Well, that certainly took the serrated edge off Alanis Morissette’s Jagged Little Pill. Imagine an episode where you are Doctor Who. You’ve landed the Tardis nearby a juke joint, deep in 1920s Mississippi. A bunch of wild railroad convicts won’t let you out unless your assistant plays them some songs. Trouble is, your assistant is Siouxsie Sioux. You pray to the timelords of Gallifrey she won’t corrupt continuity, by introducing punk fifty years too early. Just when you think she might have found middle-ground, Ravi Shanker drops in to join the jam!

The score could be provided by Italian multi-instrumentalist and soloist Elli De Mon, who’s forthcoming album, out 18th June, Countin the Blues is packaged like a delta blues album of yore; sepia photo of Elli, guitar between legs, and graphics to match. It weighs in well with sound too, a twangy guitar opening, but it jerks between tradition and modern. Reimaging ten female vocalist, vintage blues rarities from the 1920s, Countin the Blues varies between adhering to the original, or converting it into kick-ass contemporary punk. This works, exceptionally well under the skilled labour of Elli, primarily because those songs are as raw and filthy as punk could be or has ever been.

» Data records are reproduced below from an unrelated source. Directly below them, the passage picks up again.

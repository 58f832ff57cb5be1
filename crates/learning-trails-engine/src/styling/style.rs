use std::collections::HashMap;

use super::attributes::{AttributeKey, AttributeValue, Attributes, Rgba, TextAlignment};

pub const MONOSPACE_FONT: &str = "Menlo";
pub const SYSTEM_FONT: &str = "System";
pub const SYMBOL_FONT: &str = "SF Symbols";

/// Sizes used by code auto-indentation.
#[derive(Debug, Clone, Copy, PartialEq)]
pub struct IndentOptions {
    /// Width of one nesting level.
    pub indent_unit: f32,
    /// Extra indent of wrapped continuation lines.
    pub wrap_unit: f32,
}

impl IndentOptions {
    /// Derives indentation from the font size: two monospace columns per
    /// level, one extra column for wrapped lines.
    pub fn for_font_size(font_size: f32) -> Self {
        let column = font_size * 0.6;
        Self {
            indent_unit: column * 2.0,
            wrap_unit: column,
        }
    }
}

impl Default for IndentOptions {
    fn default() -> Self {
        Self::for_font_size(AttributedStringStyle::DEFAULT_FONT_SIZE)
    }
}

/// Table of named styles keyed by element tag, plus the base font size and
/// tint colour they were built for.
#[derive(Debug, Clone, PartialEq)]
pub struct AttributedStringStyle {
    pub font_size: f32,
    pub tint_color: Rgba,
    pub indent: IndentOptions,
    styles: HashMap<String, Attributes>,
}

impl AttributedStringStyle {
    pub const DEFAULT_FONT_SIZE: f32 = 17.0;

    /// A style with no registered tags.
    pub fn new(font_size: f32, tint_color: Rgba) -> Self {
        Self {
            font_size,
            tint_color,
            indent: IndentOptions::for_font_size(font_size),
            styles: HashMap::new(),
        }
    }

    pub fn with_style(mut self, tag: &str, attributes: Attributes) -> Self {
        self.set_style(tag, attributes);
        self
    }

    pub fn set_style(&mut self, tag: &str, attributes: Attributes) {
        self.styles.insert(tag.to_string(), attributes);
    }

    pub fn attributes(&self, tag: &str) -> Option<&Attributes> {
        self.styles.get(tag)
    }

    pub fn has_style(&self, tag: &str) -> bool {
        self.styles.contains_key(tag)
    }

    /// Attributes applied to text outside any styled element.
    pub fn base_attributes(&self) -> Attributes {
        Attributes::from([
            (
                AttributeKey::FontFamily,
                AttributeValue::Text(SYSTEM_FONT.to_string()),
            ),
            (AttributeKey::FontSize, AttributeValue::Number(self.font_size)),
            (AttributeKey::ForegroundColor, AttributeValue::Color(Rgba::BLACK)),
        ])
    }

    /// The standard table for trail block content.
    pub fn trail(font_size: f32, tint_color: Rgba) -> Self {
        use AttributeKey as K;
        use AttributeValue as V;

        let text = |s: &str| V::Text(s.to_string());
        let monospace = Attributes::from([
            (K::FontFamily, text(MONOSPACE_FONT)),
            (K::FontSize, V::Number(font_size * 0.9)),
        ]);

        Self::new(font_size, tint_color)
            .with_style(
                "text",
                Attributes::from([
                    (K::FontFamily, text(SYSTEM_FONT)),
                    (K::FontSize, V::Number(font_size)),
                ]),
            )
            .with_style(
                "title",
                Attributes::from([
                    (K::Bold, V::Bool(true)),
                    (K::FontSize, V::Number(font_size * 1.3)),
                ]),
            )
            .with_style("prompt", Attributes::from([(K::Bold, V::Bool(true))]))
            .with_style("b", Attributes::from([(K::Bold, V::Bool(true))]))
            .with_style("i", Attributes::from([(K::Italic, V::Bool(true))]))
            .with_style(
                "a",
                Attributes::from([
                    (K::LinkAttribute, text("href")),
                    (K::ForegroundColor, V::Color(tint_color)),
                ]),
            )
            .with_style("cv", monospace.clone())
            .with_style(
                "code",
                monospace
                    .into_iter()
                    .chain([
                        (K::CodeParagraph, V::Bool(true)),
                        (K::ParagraphStyle, V::Paragraph(Default::default())),
                    ])
                    .collect(),
            )
            .with_style(
                "cmt",
                Attributes::from([(K::ForegroundColor, V::Color(Rgba::GRAY))]),
            )
            .with_style(
                "task",
                Attributes::from([
                    (K::Bold, V::Bool(true)),
                    (K::ForegroundColor, V::Color(tint_color)),
                ]),
            )
            .with_style(
                "icon",
                Attributes::from([
                    (K::FontFamily, text(SYMBOL_FONT)),
                    (K::ForegroundColor, V::Color(tint_color)),
                ]),
            )
            .with_style("literal", Attributes::from([(K::FontFamily, text(SYSTEM_FONT))]))
            .with_style(
                "placeholder",
                Attributes::from([(
                    K::BackgroundColor,
                    V::Color(tint_color.with_alpha(0.2)),
                )]),
            )
            .with_style("st", Attributes::from([(K::Strikethrough, V::Bool(true))]))
            .with_style(
                "right",
                Attributes::from([(K::Alignment, V::Alignment(TextAlignment::Right))]),
            )
            .with_style(
                "center",
                Attributes::from([(K::Alignment, V::Alignment(TextAlignment::Center))]),
            )
    }
}

impl Default for AttributedStringStyle {
    fn default() -> Self {
        Self::trail(Self::DEFAULT_FONT_SIZE, Rgba::SYSTEM_BLUE)
    }
}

This album should put Elli de Mon on the UK map, as she’s been thrilling blues audiences across Europe with this unique take on the blues for best part of decade. A prolific one-woman-band, releasing six albums since 2014, she breezes through vox, rezophonic and lapsteel guitars, organ, drums, dilruba, and even an outplaced sitar, on this magnificent album.

Primordial blues being a major influence, during pregnancy Elli penned, Countin’ The Blues: Indomitable Women, a book about the women blues artists of the twenties. Published in 2020, it must’ve been a natural progression for her to decide to record the songs she wrote of, in tribute to these great women. It’s a win-win for documentation of songs which has been forgotten by most. The only tune I’d heard of was Memphis Minni’s When The Levee Breaks, as many would know it from the Led Zeppelin adaptation.

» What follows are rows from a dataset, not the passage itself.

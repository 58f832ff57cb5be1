//! Brace-counting auto-indentation for code paragraphs.
//!
//! Each code line is indented by the bracket depth in effect for it. A line
//! that closes more than it opens dedents itself. A balanced line whose first
//! bracket is a closer (`} else {`) dedents only itself; following lines keep
//! the running depth. Brackets inside strings and comments count as well.

use super::attributes::{AttributeKey, AttributeValue, ParagraphStyle};
use super::style::IndentOptions;
use super::styled_text::StyledText;

const OPENERS: [char; 2] = ['{', '['];
const CLOSERS: [char; 2] = ['}', ']'];

#[derive(Debug, Clone, Copy, PartialEq, Eq)]
struct BracketCounts {
    opening: i32,
    closing: i32,
    first_is_closer: bool,
}

impl BracketCounts {
    fn of(line: &str) -> Self {
        let first = line.chars().find(|c| OPENERS.contains(c) || CLOSERS.contains(c));
        Self {
            opening: line.chars().filter(|c| OPENERS.contains(c)).count() as i32,
            closing: line.chars().filter(|c| CLOSERS.contains(c)).count() as i32,
            first_is_closer: first.is_some_and(|c| CLOSERS.contains(&c)),
        }
    }

    fn is_balanced_leading_closer(&self) -> bool {
        self.opening == self.closing && self.closing > 0 && self.first_is_closer
    }
}

/// Rewrites the paragraph style of every code line to match its nesting.
pub fn auto_indent(text: &mut StyledText, options: &IndentOptions) {
    text.split_lines();
    let mut indent_level: i32 = 0;

    for range in text.line_ranges() {
        let runs = &mut text.runs_mut()[range];
        if !runs.iter().any(|r| r.is_code()) {
            continue;
        }

        let line: String = runs.iter().map(|r| r.text.as_str()).collect();
        let counts = BracketCounts::of(&line);

        if counts.closing > counts.opening {
            indent_level -= counts.closing - counts.opening;
        } else if counts.is_balanced_leading_closer() {
            indent_level -= counts.closing;
        }

        let first_line_head_indent = options.indent_unit * indent_level.max(0) as f32;
        let style = ParagraphStyle {
            first_line_head_indent,
            head_indent: first_line_head_indent + options.wrap_unit,
        };
        for run in runs.iter_mut() {
            run.attributes
                .insert(AttributeKey::ParagraphStyle, AttributeValue::Paragraph(style));
        }

        if counts.opening > counts.closing {
            indent_level += counts.opening - counts.closing;
        } else if counts.is_balanced_leading_closer() {
            indent_level += counts.closing;
        }
    }
}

Kicking in, as I said, twangy guitar introduces us, but seconds later Elli’s version Ma Rainey’s Prove It On Me Blues electrifies. One could shrug at this conjunction, pop-punk has the T-shirt on this, if Alanis Morissette coined it, Sheryl Crow and Shania Twain commercialised it. Yet there’s a definite rawness here, a dusky garage punk nod. This notion drags you in, darkened by the second track, Bessie Smith’s Blue Spirit Blues; eloquently macabre, and the theme continues for a further two tunes until Lucille Bogan’s Shave ‘Em Dry pounces on you like a seventies punk anthem.

Proving drugs and music went hand-in-hand since day dot, the overlooked iconoclast Victoria Spivey recorded Dope Head Blues in 1928, yet Elli implements a beatnik lysergic aura to it, by adding a sitar; hence the Ravi Shanker connection mentioned in my Doctor Who visualisation!

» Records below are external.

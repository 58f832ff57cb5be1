//! # Slim XML parsing
//!
//! A streaming, delegate-driven XML layer over `quick-xml`.
//!
//! ## Content capture
//!
//! The parser keeps an explicit stack of open [`SlimXmlElement`]s. When the
//! delegate asks for an element's content to be captured, every start tag,
//! character run and end tag seen inside it is re-serialized and appended to
//! that element's `content`. Capture is transitive: an element receives the
//! markup of all its descendants, not just its direct children. Content
//! outside any capturing element is never buffered.
//!
//! Empty elements collapse to the self-closing form (`<br></br>` is captured
//! as `<br/>`), which downstream consumers rely on.
//!
//! ## Modules
//!
//! - **`element`**: `SlimXmlElement` plus the tag/escape helpers
//! - **`parser`**: `SlimXmlParser` and the `SlimXmlParserDelegate` trait
//! - **`extract`**: `get_elements_in` one-shot extraction of named elements

pub mod element;
pub mod extract;
pub mod parser;

pub use element::{SlimXmlElement, XmlAttributes, plain_text};
pub use extract::{ExtractedElement, get_elements_in};
pub use parser::{SlimXmlParser, SlimXmlParserDelegate, XmlParseError};
//! # Trail model
//!
//! A trail owns its steps, a step owns one root block, and blocks own their
//! children. Nothing points back up by reference: a block knows its step by
//! [`StepId`] and a step knows its trail by identifier.
//!
//! ## Parsing
//!
//! `LearningTrail::parse` drives the slim XML parser with a builder that
//! captures every `<block>` body as raw XML. Blocks with a missing or
//! unknown type are logged and skipped. Only a syntax error or a trail
//! without a name fails the parse.
//!
//! ## Modules
//!
//! - **`block`**: `LearningBlock`, visibility and group-level passes
//! - **`step`**: `LearningStep`, disclosure toggling, saved response state
//! - **`learning_trail`**: `LearningTrail`, roll-up, reload diffing, page state
//! - **`interactive`**: buttons and hotspots inside block bodies
//! - **`builder`**: the parser delegate that assembles a trail

mod builder;
pub mod block;
pub mod interactive;
pub mod learning_trail;
pub mod step;

pub use block::{BlockType, LearningBlock, StepId};
pub use interactive::{Carat, Hotspot, Interactive, InteractiveAction, InteractiveButton};
pub use learning_trail::{LearningTrail, TrailError};
pub use step::{AssessmentState, LearningStep, StepType};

Just when you consider reeling in your assistant Siouxsie Sioux, with your extended scarf (because Dr Who will eternally be Tom Baker in any of my imaginary scenarios) dragging her to the crossroads in hope the devil, or Davros even, is up for purchasing a soul, we’re back on the agenda, less Sgt Pepper, and more traditioned twangy acoustic guitar blues is aired now more than previous songs.

Image by S. Carollo

With the sublime acoustics of Elizabeth Cotten’s Freight Train, it feels as if Elli figured it had all gone too far the other way, and returned her salutes the queens of the blues by traditional method.  This acoustic trend continues for four amazing tunes, ingulfing the aforementioned When The Levee Breaks. In my scenario Doctor Who would be effectively saved, these last few tunes would adhere to the angry railroad convicts’ expectations. But just as you assume the cliché happy ending is near, there’s a vinyl only bonus track, Geeshie Wiley’s Last Kind Words Blues, which slivers back into psychedelia sitar, and the Doctor is doomed, to be continued next week!

This album is a treasure, if not for the tremendous tributes to historical blues standards, or the adaptions of unearthed rarities returned to modern times through punk rock, but for the overwhelming effort of this Italian multi-skilled virtuoso who accompanied herself on nearly every instrument, and arranged the whole album in a new key, to align to her personal punkish style.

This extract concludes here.